Ricardo Virtuoso

Personal information
- Full name: Ricardo Magno Virtuoso Guarà
- Date of birth: 1 March 1984 (age 42)
- Place of birth: Guarapuava, Brazil
- Height: 5 ft 8 in (1.73 m)
- Position: Midfielder

Team information
- Current team: Valenga/Juventude Futsal
- Number: 7

Youth career
- 1998–2004: Guaratinguetá/SP
- 2004: Clube Atlético Juventus

Senior career*
- Years: Team / Apps / (Gls)
- 2004–2005: FC Chiasso / 15 / (0)
- 2006–2008: Columbus Crew / 18 / (1)
- 2008–2010: Valenga/Juventude Futsal
- 2010: SC Zofingen / 11 / (2)
- 2010–2011: FC Chiasso / 15 / (0)
- 2011–: Valenga/Juventude Futsal / 21 / (12)

= Ricardo Virtuoso =

Brazilian footballer and futsal player

Ricardo Magno Virtuoso Guarà (born 1 March 1984) is a Brazilian former footballer and current futsal player.

== Club career ==
Virtuoso played in the youth systems of Guaratinguetá/SP and Clube Atlético Juventus. He signed with Swiss second division side FC Chiasso in 2004 and played two seasons there. On 18 May 2006, Virtuoso signed with the Columbus Crew, and was with the team until he was waived in March 2008. He returned in summer 2009 to sign with SC Zofingen, who played under his real name Ricardo Guara. After one season with SC Zofingen, returned for one season to his first Swiss club FC Chiasso.
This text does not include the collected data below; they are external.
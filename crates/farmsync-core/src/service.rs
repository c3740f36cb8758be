//! The layer the UI talks to.
//!
//! `FarmData` reads through the API with a cache fallback, applies mutations
//! optimistically to the cache before queueing them, and keeps reminders in
//! step with freshly fetched data.

use std::future::Future;
use std::sync::Arc;

use chrono::{DateTime, Utc};
use serde::{de::DeserializeOwned, Serialize};
use tokio::sync::Mutex;
use tokio::task::JoinHandle;
use tracing::{debug, info, warn};

use crate::api::{ApiClient, ApiError};
use crate::auth::TokenProvider;
use crate::cache::CacheManager;
use crate::config::Config;
use crate::models::{Checkup, Task, Vaccination, Veterinarian};
use crate::network::ReachabilityMonitor;
use crate::notify::{NotificationScheduler, RefreshReport};
use crate::queue::{CheckupMutation, Mutation, SyncQueue, TaskMutation, VaccinationMutation};
use crate::store::{keys, KeyValueStore};
use crate::sync::{DrainReport, SyncEngine, SyncStatus};

/// Prefix for ids assigned to entities created offline.
pub const LOCAL_ID_PREFIX: &str = "local_";

#[derive(Debug, Clone, Copy, PartialEq, Eq, Serialize)]
#[serde(rename_all = "lowercase")]
pub enum DataSource {
    Remote,
    Cache,
    Empty,
}

/// A list read, tagged with where it came from.
#[derive(Debug, Clone, Serialize)]
pub struct Fetched<T> {
    pub data: Vec<T>,
    pub source: DataSource,
    pub cached_at: Option<DateTime<Utc>>,
}

impl<T> Fetched<T> {
    fn empty() -> Self {
        Self {
            data: Vec::new(),
            source: DataSource::Empty,
            cached_at: None,
        }
    }

    /// The data if it came from the server, else nothing. Cached lists may
    /// hold locally created entities whose ids the server will replace.
    fn remote_only(&self) -> &[T] {
        match self.source {
            DataSource::Remote => self.data.as_slice(),
            DataSource::Cache | DataSource::Empty => &[],
        }
    }
}

/// What `submit` did with a mutation.
#[derive(Debug, Clone, Default, Serialize)]
pub struct SubmitReceipt {
    /// Id given to an entity created locally.
    pub local_id: Option<String>,
    pub queued: bool,
    /// A background drain was started because the device is online.
    pub sync_started: bool,
}

/// Farm data access for the UI layer.
pub struct FarmData {
    api: ApiClient,
    cache: CacheManager,
    engine: Arc<SyncEngine>,
    scheduler: Arc<NotificationScheduler>,
    reachability: ReachabilityMonitor,
    tokens: Arc<dyn TokenProvider>,
    task_lead_minutes: i64,
    daily_summary: Option<crate::config::DailySummary>,
    edit_lock: Mutex<()>,
    background_sync: Mutex<Option<JoinHandle<DrainReport>>>,
}

impl FarmData {
    pub fn new(
        api: ApiClient,
        store: Arc<dyn KeyValueStore>,
        reachability: ReachabilityMonitor,
        scheduler: Arc<NotificationScheduler>,
        tokens: Arc<dyn TokenProvider>,
        config: &Config,
    ) -> Self {
        let cache = CacheManager::new(store.clone());
        let queue = Arc::new(SyncQueue::new(store));
        let engine = Arc::new(SyncEngine::new(
            queue,
            cache.clone(),
            Arc::new(api.clone()),
            reachability.clone(),
            config.sync_config(),
        ));
        Self {
            api,
            cache,
            engine,
            scheduler,
            reachability,
            tokens,
            task_lead_minutes: config.task_reminder_lead_minutes,
            daily_summary: config.daily_summary,
            edit_lock: Mutex::new(()),
            background_sync: Mutex::new(None),
        }
    }

    pub fn engine(&self) -> &Arc<SyncEngine> {
        &self.engine
    }

    pub fn cache(&self) -> &CacheManager {
        &self.cache
    }

    pub fn queue(&self) -> &Arc<SyncQueue> {
        self.engine.queue()
    }

    pub fn scheduler(&self) -> &Arc<NotificationScheduler> {
        &self.scheduler
    }

    pub fn api_base(&self) -> &str {
        self.api.api_base()
    }

    /// Bring up the scheduler and the daily summary, if configured.
    pub async fn initialize(&self) -> bool {
        let ready = self.scheduler.initialize().await;
        if ready {
            if let Some(summary) = self.daily_summary {
                self.scheduler
                    .schedule_daily_summary(summary.hour, summary.minute)
                    .await;
            }
        }
        ready
    }

    // ========================================================================
    // Reads
    // ========================================================================

    pub async fn fetch_tasks(&self) -> Fetched<Task> {
        let fetched = self
            .fetch_list(keys::TASKS, |c| async move { c.fetch_tasks().await })
            .await;
        if fetched.source == DataSource::Remote {
            self.scheduler
                .refresh_reminders(&fetched.data, &[], &[], self.task_lead_minutes)
                .await;
        }
        fetched
    }

    pub async fn fetch_vaccinations(&self) -> Fetched<Vaccination> {
        let fetched = self
            .fetch_list(keys::VACCINATIONS, |c| async move {
                c.fetch_vaccinations().await
            })
            .await;
        if fetched.source == DataSource::Remote {
            self.scheduler
                .refresh_reminders(&[], &fetched.data, &[], self.task_lead_minutes)
                .await;
        }
        fetched
    }

    pub async fn fetch_checkups(&self) -> Fetched<Checkup> {
        let fetched = self
            .fetch_list(keys::CHECKUPS, |c| async move { c.fetch_checkups().await })
            .await;
        if fetched.source == DataSource::Remote {
            self.scheduler
                .refresh_reminders(&[], &[], &fetched.data, self.task_lead_minutes)
                .await;
        }
        fetched
    }

    pub async fn fetch_vets(&self, city: &str, animal_type: &str) -> Fetched<Veterinarian> {
        let key = keys::vets(city, animal_type);
        let city = city.to_string();
        let animal_type = animal_type.to_string();
        self.fetch_list(&key, move |c| async move {
            c.fetch_vets(&city, &animal_type).await
        })
        .await
    }

    /// Fetch everything concurrently and re-register reminders for every
    /// collection the server answered. Cached collections keep the
    /// reminders they already have.
    pub async fn refresh_all(&self) -> RefreshReport {
        let (tasks, vaccinations, checkups) = tokio::join!(
            self.fetch_list(keys::TASKS, |c| async move { c.fetch_tasks().await }),
            self.fetch_list(keys::VACCINATIONS, |c| async move {
                c.fetch_vaccinations().await
            }),
            self.fetch_list(keys::CHECKUPS, |c| async move { c.fetch_checkups().await }),
        );
        self.scheduler
            .refresh_reminders(
                tasks.remote_only(),
                vaccinations.remote_only(),
                checkups.remote_only(),
                self.task_lead_minutes,
            )
            .await
    }

    async fn fetch_list<T, F, Fut>(&self, key: &str, request: F) -> Fetched<T>
    where
        T: Serialize + DeserializeOwned,
        F: FnOnce(ApiClient) -> Fut,
        Fut: Future<Output = Result<Vec<T>, ApiError>>,
    {
        if !self.reachability.is_connected() {
            debug!(key = key, "Offline, reading from cache");
        } else if let Some(token) = self.tokens.token() {
            match request(self.api.with_token(token)).await {
                Ok(data) => {
                    self.cache.cache(key, &data).await;
                    return Fetched {
                        data,
                        source: DataSource::Remote,
                        cached_at: Some(Utc::now()),
                    };
                }
                Err(e) => warn!(key = key, error = %e, "Fetch failed, falling back to cache"),
            }
        } else {
            debug!(key = key, "No auth token, reading from cache");
        }

        match self.cache.read_entry::<Vec<T>>(key).await {
            Some(entry) => Fetched {
                data: entry.data,
                source: DataSource::Cache,
                cached_at: Some(entry.cached_at),
            },
            None => Fetched::empty(),
        }
    }

    // ========================================================================
    // Writes
    // ========================================================================

    /// Apply a mutation locally and queue it. When online a drain is started
    /// in the background; `settle` waits for it. Never fails from the
    /// caller's point of view.
    pub async fn submit(&self, mutation: Mutation) -> SubmitReceipt {
        let mut receipt = SubmitReceipt {
            local_id: self.apply_locally(&mutation).await,
            ..SubmitReceipt::default()
        };

        match self.engine.queue().enqueue(mutation).await {
            Ok(_) => receipt.queued = true,
            Err(e) => warn!(error = %e, "Failed to queue mutation"),
        }

        if self.reachability.is_connected() {
            let engine = Arc::clone(&self.engine);
            let tokens = Arc::clone(&self.tokens);
            let api_base = self.api.api_base().to_string();
            let handle = tokio::spawn(async move {
                let token = tokens.token();
                engine.drain_queue(token.as_deref(), &api_base).await
            });
            *self.background_sync.lock().await = Some(handle);
            receipt.sync_started = true;
        }
        receipt
    }

    /// Wait for the drain started by the latest online `submit`, if any.
    pub async fn settle(&self) -> Option<DrainReport> {
        let handle = self.background_sync.lock().await.take()?;
        match handle.await {
            Ok(report) => Some(report),
            Err(e) => {
                warn!(error = %e, "Background sync task failed");
                None
            }
        }
    }

    /// Drain the queue with the current token.
    pub async fn sync_now(&self) -> DrainReport {
        let token = self.tokens.token();
        self.engine
            .drain_queue(token.as_deref(), self.api.api_base())
            .await
    }

    pub async fn status(&self) -> SyncStatus {
        self.engine.status().await
    }

    /// Optimistic cache edit. Returns the local id of a created entity.
    async fn apply_locally(&self, mutation: &Mutation) -> Option<String> {
        let _guard = self.edit_lock.lock().await;
        let local_id = matches!(
            mutation,
            Mutation::Task(TaskMutation::Create(_))
                | Mutation::Vaccination(VaccinationMutation::Create(_))
                | Mutation::Checkup(CheckupMutation::Create(_))
        )
        .then(|| format!("{}{}", LOCAL_ID_PREFIX, uuid::Uuid::new_v4()));

        match mutation {
            Mutation::Task(m) => {
                let mut tasks: Vec<Task> = self.cache.read_cache(keys::TASKS).await.unwrap_or_default();
                match m {
                    TaskMutation::Create(input) => {
                        let id = local_id.clone().unwrap_or_default();
                        tasks.push(input.clone().into_task(id));
                    }
                    TaskMutation::Update { id, changes } => {
                        if let Some(task) = tasks.iter_mut().find(|t| &t.id == id) {
                            changes.apply_to(task);
                        }
                    }
                    TaskMutation::SetStatus { id, status } => {
                        if let Some(task) = tasks.iter_mut().find(|t| &t.id == id) {
                            task.status = *status;
                        }
                    }
                    TaskMutation::Delete { id } => tasks.retain(|t| &t.id != id),
                }
                self.cache.save_tasks(&tasks).await;
            }
            Mutation::Vaccination(m) => {
                let mut vaccinations: Vec<Vaccination> = self
                    .cache
                    .read_cache(keys::VACCINATIONS)
                    .await
                    .unwrap_or_default();
                match m {
                    VaccinationMutation::Create(input) => {
                        let id = local_id.clone().unwrap_or_default();
                        vaccinations.push(input.clone().into_vaccination(id));
                    }
                    VaccinationMutation::Update { id, changes } => {
                        if let Some(v) = vaccinations.iter_mut().find(|v| &v.id == id) {
                            changes.apply_to(v);
                        }
                    }
                    VaccinationMutation::Delete { id } => vaccinations.retain(|v| &v.id != id),
                }
                self.cache.save_vaccinations(&vaccinations).await;
            }
            Mutation::Checkup(m) => {
                let mut checkups: Vec<Checkup> =
                    self.cache.read_cache(keys::CHECKUPS).await.unwrap_or_default();
                match m {
                    CheckupMutation::Create(input) => {
                        let id = local_id.clone().unwrap_or_default();
                        checkups.push(input.clone().into_checkup(id));
                    }
                    CheckupMutation::Update { id, changes } => {
                        if let Some(c) = checkups.iter_mut().find(|c| &c.id == id) {
                            changes.apply_to(c);
                        }
                    }
                    CheckupMutation::Delete { id } => checkups.retain(|c| &c.id != id),
                }
                self.cache.save_checkups(&checkups).await;
            }
        }
        local_id
    }

    // ========================================================================
    // Session
    // ========================================================================

    /// Clear all offline data, cancel all reminders, forget the token.
    pub async fn logout(&self) {
        self.cache.clear_all().await;
        self.scheduler.teardown().await;
        self.tokens.forget();
        info!("Logged out, offline data cleared");
    }
}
After the 2010–11 season, Virtuoso left Swiss and returned to Brazil.

== International career ==
Virtuoso has also been a member of the Brazil national U-17 team.

== Futsal ==
After the end of his contract 2011 with Swiss side FC Chiasso, Virtuoso joined Brazilian Futsal club Valenga/Juventude Futsal.